Nous sommes arrivés de nuit à l’aéroport d’Orly où nous attendait mon oncle Robert. Mon père est revenu à Constantine en septembre 1962 chercher les meubles et…les « cadres » ! Tout l’été mes parents ont été obsédés par cela : récupérer leurs meubles. À l’angoisse des discussions nocturnes sur la guerre avaient succédé les discussions de l’été 1962 sur le « cadre », la perte possible de nos affaires. Quand mon père a dit qu’il retournerait pour chercher les meubles, ma mère a répondu : « Non, si tu retournes, ils vont te tuer ». Il n’avait pas peur d’être tué. Il savait qu’il ne risquait rien. Deux de ses employés, Sebti et Smaïl, étaient au FLN. Mon père les soupçonnait d’être du FLN, même s’ils le niaient. Il était en contact avec l’univers politique algérien, connaissait personnellement Abdelhamid Ben Badis parce que son magasin était en dessous de l’immeuble où habitait ce dernier. Mon père avait une culture de l’Algérie, qu’il m’a transmise d’ailleurs, et qui n’était pas celle de ma mère, qui avait une culture plus traditionnelle, communautaire juive.
Il est donc retourné en Algérie en septembre 1962 ; il a fait le cadre et il est revenu avec. Il nous a raconté son retour à Constantine. Dès qu’il est arrivé à l’aéroport de Aïn El Bey, il a pris un taxi. Le chauffeur de taxi était de Khenchela qu’il connaissait et il l’a reconnu immédiatement. Ce dernier s’est mis à pleurer instantanément. Il lui a dit : « Pourquoi vous êtes parti ? Ce n’est pas possible cette histoire ; il faut revenir, c’est votre pays ». Le chauffeur de taxi est resté avec lui le temps de son séjour à Constantine. Mon père y est resté trois ou quatre jours. Il était extrêmement ému par l’accueil de ce chauffeur de taxi. Il a pleuré, il savait qu’avec le cadre, qu’il avait envoyé par Annaba, c’était fini. Il m’a raconté qu’il était « monté » une dernière fois au cimetière pour voir la tombe de son père.
Plus tard, quand je suis retourné à Constantine, en 1983, mon père m’a demandé d’aller voir la tombe de mon grand-père et de prendre des photos. Mais j’étais tellement ému par ce premier retour que je n’ai pas trouvé cette tombe. Je voulais absolument exaucer le vœu de mon père, j’ai pris l’appareil photo mais je n’ai pas trouvé la tombe.
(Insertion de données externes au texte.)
//! Tests for record parsing and construction

use bytes::Bytes;

use crate::record::{BodyHeader, RawRecord, RecordBuilder};
use crate::{types, ProtocolError, BASE_HEADER_SIZE, BODY_HEADER_SIZE};

#[test]
fn test_round_trip_without_body_header() {
    let record = RecordBuilder::new(types::PHYSICS_EVENT)
        .payload(b"event-bytes")
        .build_record();

    assert_eq!(record.type_tag(), types::PHYSICS_EVENT);
    assert_eq!(record.size(), BASE_HEADER_SIZE + 11);
    assert!(record.body_header().is_none());
    assert_eq!(record.payload(), b"event-bytes");
}

#[test]
fn test_round_trip_with_body_header() {
    let record = RecordBuilder::new(types::PHYSICS_EVENT)
        .body_header(BodyHeader::new(0xDEAD_BEEF_CAFE, 7))
        .payload(b"xyz")
        .build_record();

    let bh = record.body_header().expect("body header present");
    assert_eq!(bh.timestamp, 0xDEAD_BEEF_CAFE);
    assert_eq!(bh.source_id, 7);
    assert_eq!(bh.barrier, 0);
    assert_eq!(record.size(), BASE_HEADER_SIZE + BODY_HEADER_SIZE + 3);
    assert_eq!(record.payload(), b"xyz");
}

#[test]
fn test_barrier_body_header() {
    let record = RecordBuilder::new(types::END_RUN)
        .body_header(BodyHeader::barrier(100, 3, 2))
        .build_record();

    assert_eq!(record.body_header().map(|b| b.barrier), Some(2));
    assert!(record.is_end_run());
    assert!(record.is_state_change());
}

#[test]
fn test_empty_payload() {
    let record = RecordBuilder::new(types::BEGIN_RUN).build_record();
    assert!(record.payload().is_empty());
    assert_eq!(record.size(), BASE_HEADER_SIZE);
}

#[test]
fn test_decode_truncated_header() {
    let err = RawRecord::decode(Bytes::from_static(&[1, 2, 3])).unwrap_err();
    assert!(matches!(err, ProtocolError::RecordTooShort { .. }));
}

#[test]
fn test_decode_size_mismatch() {
    let image = RecordBuilder::new(types::PHYSICS_EVENT)
        .payload(b"abcdef")
        .build();
    // Chop the tail off: the size field no longer matches the image.
    let truncated = image.slice(0..image.len() - 2);
    let err = RawRecord::decode(truncated).unwrap_err();
    assert!(matches!(err, ProtocolError::SizeMismatch { .. }));
}

#[test]
fn test_decode_bad_body_header_size() {
    let mut raw = Vec::new();
    raw.extend_from_slice(&(BASE_HEADER_SIZE as u32).to_le_bytes());
    raw.extend_from_slice(&types::PHYSICS_EVENT.to_le_bytes());
    raw.extend_from_slice(&7u32.to_le_bytes()); // neither 0 nor 16
    let err = RawRecord::decode(Bytes::from(raw)).unwrap_err();
    assert!(matches!(err, ProtocolError::InvalidBodyHeaderSize(7)));
}

#[test]
fn test_decode_oversized() {
    let mut raw = Vec::new();
    raw.extend_from_slice(&u32::MAX.to_le_bytes());
    raw.extend_from_slice(&types::PHYSICS_EVENT.to_le_bytes());
    raw.extend_from_slice(&0u32.to_le_bytes());
    let err = RawRecord::decode(Bytes::from(raw)).unwrap_err();
    assert!(matches!(err, ProtocolError::Oversized { .. }));
}

#[test]
fn test_peek_size() {
    let image = RecordBuilder::new(types::PHYSICS_EVENT)
        .payload(b"pay")
        .build();

    assert_eq!(RawRecord::peek_size(&image), Some(image.len()));
    assert_eq!(RawRecord::peek_size(&image[..3]), None);
    assert_eq!(RawRecord::peek_size(&[]), None);
}

#[test]
fn test_record_is_zero_copy() {
    let record = RecordBuilder::new(types::PHYSICS_EVENT)
        .payload(vec![0xAB; 1024])
        .build_record();

    // Cloning shares the same underlying image.
    let clone = record.clone();
    assert_eq!(
        record.as_bytes().as_ptr(),
        clone.as_bytes().as_ptr(),
        "clone must not copy the image"
    );
}

#[test]
fn test_classification_helpers() {
    assert!(crate::is_state_change(types::BEGIN_RUN));
    assert!(crate::is_state_change(types::END_RUN));
    assert!(crate::is_state_change(types::PAUSE_RUN));
    assert!(crate::is_state_change(types::RESUME_RUN));
    assert!(!crate::is_state_change(types::PHYSICS_EVENT));
    assert!(!crate::is_state_change(types::PERIODIC_SCALERS));

    assert!(crate::carries_timestamp(types::PHYSICS_EVENT));
    assert!(!crate::carries_timestamp(types::PERIODIC_SCALERS));
    assert!(!crate::carries_timestamp(types::RUN_STATE_TEXT));

    assert!(crate::is_end_run(types::END_RUN));
    assert!(!crate::is_end_run(types::BEGIN_RUN));
}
Je ne l’ai pas dit à mon père. C’était un mensonge, je ne pouvais pas lui dire autre chose. Quand je suis retourné à Constantine en octobre 1985, j’ai retrouvé tout de suite la tombe de mon grand-père, mais mon père était mort entre temps. Il est décédé le 1er juillet 1985 à Sartrouville en banlieue parisienne. Quand j’ai vu la tombe de mon grand-père, je me suis senti profondément troublé. C’était écrit « Benjamin Stora », je porte le même prénom que mon grand-père. J’ai éprouvé alors la sensation étrange que c’était ma propre tombe qui était là, à Constantine.